The following is the text of a communique that was distributed by the Cuban Embassy in a Latin American country to the foreign diplomatic corps there. It is believed that all Cuban Embassies in the region have done the same.
The original Spanish text (as received) can be seen below. Here's the translation:
"While it's still impossible to count the total number of deaths caused by the earthquake, the forces of occupation are repressing popular protests in Haiti with arms loaded with rubber bullets and tear gas bombs.
A Cuban television team has captured footage of U.S. troops, which have occupied the International Airport in Puerto Prince, attacking Haitians that were looking for work and a place food to survive.
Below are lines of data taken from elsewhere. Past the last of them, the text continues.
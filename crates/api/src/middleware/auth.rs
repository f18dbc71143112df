//! JWT-based authentication extractor for Axum handlers.

use axum::extract::FromRequestParts;
use axum::http::header::AUTHORIZATION;
use axum::http::request::Parts;
use revwiki_core::error::CoreError;
use revwiki_core::types::DbId;

use crate::auth::jwt::validate_token;
use crate::error::AppError;
use crate::state::AppState;

/// Authenticated author extracted from the `Authorization: Bearer` header.
///
/// The revision store treats `user_id` as an opaque author reference.
#[derive(Debug, Clone)]
pub struct AuthUser {
    /// The `sub` claim.
    pub user_id: DbId,
}

impl FromRequestParts<AppState> for AuthUser {
    type Rejection = AppError;

    async fn from_request_parts(
        parts: &mut Parts,
        state: &AppState,
    ) -> Result<Self, Self::Rejection> {
        let auth_header = parts
            .headers
            .get(AUTHORIZATION)
            .and_then(|v| v.to_str().ok())
            .ok_or_else(|| {
                AppError::Core(CoreError::Unauthorized(
                    "Missing Authorization header".into(),
                ))
            })?;

        let token = auth_header.strip_prefix("Bearer ").ok_or_else(|| {
            AppError::Core(CoreError::Unauthorized(
                "Invalid Authorization format. Expected: Bearer <token>".into(),
            ))
        })?;

        let claims = validate_token(token, &state.config.jwt).map_err(|err| {
            tracing::debug!(error = %err, "Rejected bearer token");
            AppError::Core(CoreError::Unauthorized("Invalid or expired token".into()))
        })?;

        Ok(AuthUser {
            user_id: claims.sub,
        })
    }
}
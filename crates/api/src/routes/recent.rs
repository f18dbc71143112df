use axum::routing::get;
use axum::Router;

use crate::handlers::recent;
use crate::state::AppState;

/// Routes mounted at `/recent-changes`.
///
/// ```text
/// GET /?limit=&offset=         -> list_changes
/// GET /pages?limit=&offset=    -> list_pages
/// ```
pub fn router() -> Router<AppState> {
    Router::new()
        .route("/", get(recent::list_changes))
        .route("/pages", get(recent::list_pages))
}
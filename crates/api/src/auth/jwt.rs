//! JWT access-token validation.
//!
//! Access tokens are HS256-signed JWTs issued by the identity service and
//! carrying a [`Claims`] payload. The `sub` claim is the author id recorded
//! on every saved revision.

use jsonwebtoken::{decode, DecodingKey, Validation};
use revwiki_core::types::DbId;
use serde::{Deserialize, Serialize};

/// JWT claims the server relies on.
#[derive(Debug, Serialize, Deserialize, Clone)]
pub struct Claims {
    /// Subject -- the author id.
    pub sub: DbId,
    /// Expiration time (UTC Unix timestamp).
    pub exp: i64,
}

/// Configuration for JWT token validation.
#[derive(Debug, Clone)]
pub struct JwtConfig {
    /// HMAC-SHA256 secret used to verify tokens.
    pub secret: String,
}

impl JwtConfig {
    /// Load JWT configuration from environment variables.
    ///
    /// | Env Var      | Required | Default |
    /// |--------------|----------|---------|
    /// | `JWT_SECRET` | **yes**  | --      |
    ///
    /// # Panics
    ///
    /// Panics if `JWT_SECRET` is not set or is empty.
    pub fn from_env() -> Self {
        let secret =
            std::env::var("JWT_SECRET").expect("JWT_SECRET must be set in the environment");
        assert!(!secret.is_empty(), "JWT_SECRET must not be empty");

        Self { secret }
    }
}

/// Validate and decode an access token, returning the embedded [`Claims`].
pub fn validate_token(
    token: &str,
    config: &JwtConfig,
) -> Result<Claims, jsonwebtoken::errors::Error> {
    let token_data = decode::<Claims>(
        token,
        &DecodingKey::from_secret(config.secret.as_bytes()),
        &Validation::default(), // HS256, validates exp
    )?;
    Ok(token_data.claims)
}
//! Shared application router builder.
//!
//! [`build_app_router`] is used by both the binary and the integration tests
//! so they run the same middleware stack.

use std::time::Duration;

use axum::http::header::{AUTHORIZATION, CONTENT_TYPE};
use axum::http::{HeaderName, HeaderValue, Method, StatusCode};
use axum::Router;
use tower_http::catch_panic::CatchPanicLayer;
use tower_http::cors::CorsLayer;
use tower_http::request_id::{MakeRequestUuid, PropagateRequestIdLayer, SetRequestIdLayer};
use tower_http::timeout::TimeoutLayer;
use tower_http::trace::{DefaultMakeSpan, DefaultOnResponse, TraceLayer};
use tracing::Level;

use crate::config::ServerConfig;
use crate::routes;
use crate::state::AppState;

/// Build the full application [`Router`] with all middleware layers.
///
/// The middleware stack is applied bottom-up:
///
/// 1. CORS
/// 2. Set request ID on incoming requests
/// 3. Structured request/response tracing
/// 4. Propagate request ID to response
/// 5. Request timeout
/// 6. Panic recovery (catch panics, return 500)
pub fn build_app_router(state: AppState, config: &ServerConfig) -> Router {
    let cors = build_cors_layer(config);
    let request_id_header = HeaderName::from_static("x-request-id");

    Router::new()
        // Health check at root level (not under /api/v1).
        .merge(routes::health::router())
        .nest("/api/v1", routes::api_routes())
        // -- Middleware stack (applied bottom-up) --
        .layer(CatchPanicLayer::new())
        .layer(TimeoutLayer::with_status_code(
            StatusCode::REQUEST_TIMEOUT,
            Duration::from_secs(config.request_timeout_secs),
        ))
        .layer(PropagateRequestIdLayer::new(request_id_header.clone()))
        .layer(
            TraceLayer::new_for_http()
                .make_span_with(DefaultMakeSpan::new().level(Level::INFO))
                .on_response(DefaultOnResponse::new().level(Level::INFO)),
        )
        .layer(SetRequestIdLayer::new(request_id_header, MakeRequestUuid))
        .layer(cors)
        .with_state(state)
}

/// Build the CORS middleware layer from server configuration.
///
/// Invalid origins are skipped with a warning.
pub fn build_cors_layer(config: &ServerConfig) -> CorsLayer {
    let origins: Vec<HeaderValue> = config
        .cors_origins
        .iter()
        .filter_map(|o| match o.parse::<HeaderValue>() {
            Ok(origin) => Some(origin),
            Err(err) => {
                tracing::warn!(origin = %o, error = %err, "Ignoring invalid CORS origin");
                None
            }
        })
        .collect();

    CorsLayer::new()
        .allow_origin(origins)
        .allow_methods([Method::GET, Method::POST])
        .allow_headers([CONTENT_TYPE, AUTHORIZATION])
        .allow_credentials(true)
        .max_age(Duration::from_secs(3600))
}
use axum::extract::{Query, State};
use axum::Json;
use revwiki_core::recent_changes::RecentChanges;
use revwiki_core::revision_store::RecentPages;

use crate::error::AppResult;
use crate::query::PaginationParams;
use crate::response::DataResponse;
use crate::state::AppState;

/// GET /api/v1/recent-changes?limit=&offset=
pub async fn list_changes(
    State(state): State<AppState>,
    Query(params): Query<PaginationParams>,
) -> AppResult<Json<DataResponse<RecentChanges>>> {
    let changes = state
        .store
        .recent_changes(params.limit, params.offset)
        .await?;
    Ok(Json(DataResponse { data: changes }))
}

/// GET /api/v1/recent-changes/pages?limit=&offset=
pub async fn list_pages(
    State(state): State<AppState>,
    Query(params): Query<PaginationParams>,
) -> AppResult<Json<DataResponse<RecentPages>>> {
    let pages = state.store.recent_pages(params.limit, params.offset).await?;
    Ok(Json(DataResponse { data: pages }))
}
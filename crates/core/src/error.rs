use crate::types::DbId;

#[derive(Debug, thiserror::Error)]
pub enum CoreError {
    #[error("Entity not found: {entity} {key}")]
    NotFound { entity: &'static str, key: String },

    #[error("Validation failed: {0}")]
    Validation(String),

    #[error("Unauthorized: {0}")]
    Unauthorized(String),

    #[error("Conflict: {0}")]
    Conflict(String),

    #[error("Patch operation {index} failed: {reason}")]
    PatchApplication { index: usize, reason: String },

    #[error("Cannot reconstruct page {page_id} at revision {rev_number}: {reason}")]
    Reconstruction {
        page_id: DbId,
        rev_number: i32,
        reason: String,
    },

    #[error("Storage error: {0}")]
    Storage(String),
}

impl CoreError {
    /// Shorthand for a `NotFound` keyed by anything displayable.
    pub fn not_found(entity: &'static str, key: impl std::fmt::Display) -> Self {
        Self::NotFound {
            entity,
            key: key.to_string(),
        }
    }
}
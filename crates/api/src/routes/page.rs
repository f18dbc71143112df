//! Route definitions for the `/pages` resource.

use axum::routing::get;
use axum::Router;

use crate::handlers::page;
use crate::state::AppState;

/// Routes mounted at `/pages`.
///
/// ```text
/// GET    /?title=              -> get_by_title
/// POST   /                     -> save
/// GET    /revisions?title=     -> list_revisions
/// ```
pub fn router() -> Router<AppState> {
    Router::new()
        .route("/", get(page::get_by_title).post(page::save))
        .route("/revisions", get(page::list_revisions))
}
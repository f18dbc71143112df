use axum::routing::get;
use axum::Router;

use crate::handlers::revision;
use crate::state::AppState;

/// Routes mounted at `/revisions`.
pub fn router() -> Router<AppState> {
    Router::new().route("/{revision_id}", get(revision::get_by_id))
}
U.S. soldiers, which control the International Airport in Puerto Prince, Haiti's main airport -- and therefore decide who can enter and leave the country -- are finally allowing the arrival of food with humanitarian aid, after receiving harsh critics for prioritizing military flights.
After the earthquake destroyed the control tower at the airport in Puerto Prince, U.S military personnel took control of its operations, and is therefore responsible for prioritizing the departures and arrivals amidst intense international air traffic, catapulting the tragedy.
The lack of coordination has caused supplies from different parts of the world to become accumulated there, and hundreds of people to flock there looking for work or food for themselves and their surviving relatives.
Due to the U.S. occupation of the the airport, the distribution of food, water and medical equipment was delayed last weekend.
France's Minister of Cooperation, Alain Joyandet, presented a formal protest to the U.S. Government at the Embassy in Paris. "We need to help Haiti, not occupy it," he condemned.
An air logistics expert with the World Food Organization (WFO) also complained that the priority of the U.S. military is to "bring security to the country." "Ours is to feed people. We need to synchronize those priorities," he stressed.
Benoit Leduc, emergency coordinator for Doctors Without Borders (DWB), said during a teleconference Monday from Haiti that three planes full of cargo and two planes transporting expatriated personnel from the non-governmental organization were not permitted to land.
Therefore, the five planes had to land in Santo Domingo, which delayed the aid distribution by 48 hours.
After that incident, the U.S. military acquiesced to prioritizing the landing of planes transporting humanitarian aid.
(With information from Cuban television and the IPS)."